Leash bristles at the words of the first man, but before she can reply (with words that would probably shame her forever in the eyes of the Transcendent One), somebody else does it for her, and less offensively, to be sure. And again, and finally, another voice. This one is making a valid point: he is the kindly, open-faced young otter-morph with the shy smile, one of the few other "Underworlders" in the room.

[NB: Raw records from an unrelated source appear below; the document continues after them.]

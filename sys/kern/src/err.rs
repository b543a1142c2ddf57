// This Source Code Form is subject to the terms of the Mozilla Public
// License, v. 2.0. If a copy of the MPL was not distributed with this
// file, You can obtain one at https://mozilla.org/MPL/2.0/.

//! Common error-handling support.
//!
//! Service-call implementations distinguish two failure severities: a
//! *recoverable* condition is reported to the calling task as a status code
//! in R1 and execution continues, while an *unrecoverable* one faults the
//! task. This module keeps that split in the type system so each SVC body
//! can use `?` freely and a single wrapper applies the side effects.

use hsx_abi::{Code, FaultInfo, UsageError};

/// Outcome classification for an SVC implementation.
#[derive(Clone, Debug)]
pub enum SvcError {
    /// A recoverable error, indicated to the calling task by a status code
    /// in R1 (with R0 zeroed).
    Recoverable(Code),
    /// An unrecoverable error, translated into a fault against the calling
    /// task, which becomes FAILED and is no longer runnable.
    Fatal(FaultInfo),
}

impl From<FaultInfo> for SvcError {
    fn from(f: FaultInfo) -> Self {
        Self::Fatal(f)
    }
}

impl From<UsageError> for SvcError {
    fn from(e: UsageError) -> Self {
        Self::Fatal(e.into())
    }
}

impl From<Code> for SvcError {
    fn from(c: Code) -> Self {
        Self::Recoverable(c)
    }
}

He's saying something that Leash should have known, but had forgotten. He's right, too. As he speaks she finds herself thinking of Dogstar's lethal aim, his killing rage, and his complete lack of empathy. He's nowhere near unusual in the world he inhabits. That they inhabit. And she looks about the table, searching desperately for faces which could conceivably combat that cool-hearted, bloody-minded mercilessness; and she finds very few. Most of them are the prosperous, pink-and-white faces of merchants, some of them pompous, some of them worried, none of them hardened fighters in any sense.

But - and here, to her surprise, she finds that sly sleekness of mind that makes a businesswoman in the lower end of Kiyonis' world of traders seeping back in to her pious heart - they do have other assets. What characteristic do all of those fleshy faces hold in common?

The look of the wealthy.

"You're right," she breathes to Teddy. "We must be careful. We must weed out the 'revolutionaries' without causing undue fuss. No unnecessary drama . . ." She swallows, and, admittably, has to force out the next words: "Could we try using money instead of firearms and explosives? I mean assassins. I know, I know," sternness here, in case anybody is going to contradict her, "that some of these 'revolutionaries' must be assassins, but not all of them. Could we, perhaps, buy the services of those who can go straight to the root of this terrorism, and eliminate it?"

Could they?

A swallowed thought at the back of her mind. Some deaths are necessary.

Somehow, Dogstar fails to be pleased by the prospect of action, where normally it should have his heart pounding and his normally errant thought processes trickling into one purposeful predatory stream. He even fails to feel the slightest satisfaction at having such capable colleagues in this endeavour. (But why should he? He rarely has colleagues - they have a nasty habit of cutting in on both action and profit.)

He has floated along in a cloud of unpleasant emotions - sullenness, lack of eagerness, even a faint distaste - all the way to the towering great, white building, and now he crouches with the rest of the little group, nursing his Magnum distractedly. He has nothing to add to their sharp thoughts and cruel plans; all he's along for is the killing.

There's a pressure, building up inside of him, like an abscess, growing and swelling to bursting point, and the only way to heal it is by lancing it.

Whether they succeed or are gruesomely killed tonight, Dogstar finds that all he will feel when it is over is relief.